- _Task to complete_
Among the entries below, find the lines that contain the string "StatusCode". State only how many there are.

_ _ _ _ _ _ _

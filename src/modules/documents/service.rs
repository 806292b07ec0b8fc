use sqlx::PgPool;
use tracing::instrument;
use uuid::Uuid;

use crate::utils::errors::AppError;

use super::model::{DocumentBlob, DocumentInfo, DocumentQueryParams};

const ALLOWED_EXTENSIONS: &[&str] = &["docx", "doc", "pdf", "jpg", "jpeg", "png"];

const DOCUMENT_INFO_COLUMNS: &str =
    "id, user_id, class_subject_id, lesson_id, filename, content_type, size, created_at";

pub struct DocumentService;

impl DocumentService {
    #[instrument(skip(content))]
    pub async fn upload(
        db: &PgPool,
        user_id: Uuid,
        class_subject_id: Uuid,
        lesson_id: Option<Uuid>,
        filename: &str,
        content_type: &str,
        content: Vec<u8>,
    ) -> Result<DocumentInfo, AppError> {
        let extension = filename
            .rsplit_once('.')
            .map(|(_, ext)| ext.to_lowercase())
            .unwrap_or_default();
        if !ALLOWED_EXTENSIONS.contains(&extension.as_str()) {
            return Err(AppError::bad_request(anyhow::anyhow!(
                "Dateityp nicht erlaubt. Erlaubt: .docx, .doc, .pdf, .jpg, .jpeg, .png"
            )));
        }

        let document = sqlx::query_as::<_, DocumentInfo>(&format!(
            "INSERT INTO documents
                 (user_id, class_subject_id, lesson_id, filename, content_type, size, content)
             VALUES ($1, $2, $3, $4, $5, $6, $7)
             RETURNING {DOCUMENT_INFO_COLUMNS}"
        ))
        .bind(user_id)
        .bind(class_subject_id)
        .bind(lesson_id)
        .bind(filename)
        .bind(content_type)
        .bind(content.len() as i64)
        .bind(&content)
        .fetch_one(db)
        .await?;

        Ok(document)
    }

    #[instrument]
    pub async fn list(
        db: &PgPool,
        user_id: Uuid,
        params: DocumentQueryParams,
    ) -> Result<Vec<DocumentInfo>, AppError> {
        let documents = sqlx::query_as::<_, DocumentInfo>(&format!(
            "SELECT {DOCUMENT_INFO_COLUMNS} FROM documents
             WHERE user_id = $1
               AND ($2::UUID IS NULL OR class_subject_id = $2)
               AND ($3::UUID IS NULL OR lesson_id = $3)
             ORDER BY created_at DESC
             LIMIT 100"
        ))
        .bind(user_id)
        .bind(params.class_subject_id)
        .bind(params.lesson_id)
        .fetch_all(db)
        .await?;

        Ok(documents)
    }

    #[instrument]
    pub async fn download(
        db: &PgPool,
        user_id: Uuid,
        document_id: Uuid,
    ) -> Result<DocumentBlob, AppError> {
        sqlx::query_as::<_, DocumentBlob>(
            "SELECT filename, content_type, content FROM documents
             WHERE id = $1 AND user_id = $2",
        )
        .bind(document_id)
        .bind(user_id)
        .fetch_optional(db)
        .await?
        .ok_or_else(|| AppError::not_found(anyhow::anyhow!("Document not found")))
    }

    #[instrument]
    pub async fn delete(db: &PgPool, user_id: Uuid, document_id: Uuid) -> Result<(), AppError> {
        let result = sqlx::query("DELETE FROM documents WHERE id = $1 AND user_id = $2")
            .bind(document_id)
            .bind(user_id)
            .execute(db)
            .await?;

        if result.rows_affected() == 0 {
            return Err(AppError::not_found(anyhow::anyhow!("Document not found")));
        }

        Ok(())
    }
}

#[cfg(test)]
mod tests {
    use super::*;
    use axum::http::StatusCode;

    async fn create_user(pool: &PgPool, email: &str) -> Uuid {
        sqlx::query_scalar::<_, Uuid>(
            "INSERT INTO users (email, password, name) VALUES ($1, 'hash', 'Maria Muster')
             RETURNING id",
        )
        .bind(email)
        .fetch_one(pool)
        .await
        .unwrap()
    }

    async fn create_class(pool: &PgPool, user_id: Uuid) -> Uuid {
        let year = sqlx::query_scalar::<_, Uuid>(
            "INSERT INTO school_years (user_id, name, semester, start_date, end_date)
             VALUES ($1, '2025/2026', '1. Halbjahr', '2025-08-18', '2026-01-30')
             RETURNING id",
        )
        .bind(user_id)
        .fetch_one(pool)
        .await
        .unwrap();
        sqlx::query_scalar::<_, Uuid>(
            "INSERT INTO class_subjects (user_id, school_year_id, name, subject, color, hours_per_week)
             VALUES ($1, $2, '7a', 'Mathematik', '#3b82f6', 4)
             RETURNING id",
        )
        .bind(user_id)
        .bind(year)
        .fetch_one(pool)
        .await
        .unwrap()
    }

    #[sqlx::test(migrations = "./migrations")]
    async fn test_upload_and_download_roundtrip(pool: PgPool) {
        let user = create_user(&pool, "maria@schule.de").await;
        let class = create_class(&pool, user).await;

        let uploaded = DocumentService::upload(
            &pool,
            user,
            class,
            None,
            "arbeitsblatt.pdf",
            "application/pdf",
            vec![1, 2, 3, 4],
        )
        .await
        .unwrap();

        assert_eq!(uploaded.size, 4);

        let blob = DocumentService::download(&pool, user, uploaded.id)
            .await
            .unwrap();
        assert_eq!(blob.filename, "arbeitsblatt.pdf");
        assert_eq!(blob.content, vec![1, 2, 3, 4]);
    }

    #[sqlx::test(migrations = "./migrations")]
    async fn test_upload_rejects_unknown_extension(pool: PgPool) {
        let user = create_user(&pool, "maria@schule.de").await;
        let class = create_class(&pool, user).await;

        let err = DocumentService::upload(
            &pool,
            user,
            class,
            None,
            "script.exe",
            "application/octet-stream",
            vec![0],
        )
        .await
        .unwrap_err();

        assert_eq!(err.status, StatusCode::BAD_REQUEST);
    }

    #[sqlx::test(migrations = "./migrations")]
    async fn test_list_returns_metadata_only(pool: PgPool) {
        let user = create_user(&pool, "maria@schule.de").await;
        let class = create_class(&pool, user).await;

        DocumentService::upload(
            &pool,
            user,
            class,
            None,
            "tafelbild.png",
            "image/png",
            vec![9; 128],
        )
        .await
        .unwrap();

        let documents = DocumentService::list(
            &pool,
            user,
            DocumentQueryParams {
                class_subject_id: Some(class),
                lesson_id: None,
            },
        )
        .await
        .unwrap();

        assert_eq!(documents.len(), 1);
        assert_eq!(documents[0].size, 128);
    }
}
use axum::Json;
use axum::extract::{Path, Query, State};
use axum::http::StatusCode;
use tracing::instrument;
use uuid::Uuid;

use crate::middleware::auth::AuthUser;
use crate::modules::auth::controller::ErrorResponse;
use crate::state::AppState;
use crate::utils::errors::AppError;
use crate::validator::ValidatedJson;

use super::model::{CreateTemplateDto, Template, TemplateQueryParams};
use super::service::TemplateService;

/// Create a lesson template
#[utoipa::path(
    post,
    path = "/api/templates",
    request_body = CreateTemplateDto,
    responses(
        (status = 201, description = "Template created", body = Template),
        (status = 401, description = "Missing or invalid token", body = ErrorResponse)
    ),
    tag = "Templates",
    security(("bearer_auth" = []))
)]
#[instrument(skip(state, dto))]
pub async fn create_template(
    State(state): State<AppState>,
    auth_user: AuthUser,
    ValidatedJson(dto): ValidatedJson<CreateTemplateDto>,
) -> Result<(StatusCode, Json<Template>), AppError> {
    let template = TemplateService::create(&state.db, auth_user.user_id()?, dto).await?;
    Ok((StatusCode::CREATED, Json(template)))
}

/// List my templates, most used first
#[utoipa::path(
    get,
    path = "/api/templates",
    params(TemplateQueryParams),
    responses(
        (status = 200, description = "Templates ordered by use count", body = [Template]),
        (status = 401, description = "Missing or invalid token", body = ErrorResponse)
    ),
    tag = "Templates",
    security(("bearer_auth" = []))
)]
#[instrument(skip(state))]
pub async fn get_templates(
    State(state): State<AppState>,
    auth_user: AuthUser,
    Query(params): Query<TemplateQueryParams>,
) -> Result<Json<Vec<Template>>, AppError> {
    let templates = TemplateService::list(&state.db, auth_user.user_id()?, params.subject).await?;
    Ok(Json(templates))
}

/// Apply a template, incrementing its use counter
#[utoipa::path(
    post,
    path = "/api/templates/{template_id}/use",
    params(("template_id" = Uuid, Path, description = "Template id")),
    responses(
        (status = 200, description = "Template to apply", body = Template),
        (status = 404, description = "Vorlage nicht gefunden", body = ErrorResponse)
    ),
    tag = "Templates",
    security(("bearer_auth" = []))
)]
#[instrument(skip(state))]
pub async fn use_template(
    State(state): State<AppState>,
    auth_user: AuthUser,
    Path(template_id): Path<Uuid>,
) -> Result<Json<Template>, AppError> {
    let template = TemplateService::use_template(&state.db, auth_user.user_id()?, template_id).await?;
    Ok(Json(template))
}

/// Delete a template
#[utoipa::path(
    delete,
    path = "/api/templates/{template_id}",
    params(("template_id" = Uuid, Path, description = "Template id")),
    responses(
        (status = 204, description = "Template deleted"),
        (status = 404, description = "Vorlage nicht gefunden", body = ErrorResponse)
    ),
    tag = "Templates",
    security(("bearer_auth" = []))
)]
#[instrument(skip(state))]
pub async fn delete_template(
    State(state): State<AppState>,
    auth_user: AuthUser,
    Path(template_id): Path<Uuid>,
) -> Result<StatusCode, AppError> {
    TemplateService::delete(&state.db, auth_user.user_id()?, template_id).await?;
    Ok(StatusCode::NO_CONTENT)
}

_ _ _ _ _ _ _

- _Response for this exercise_
7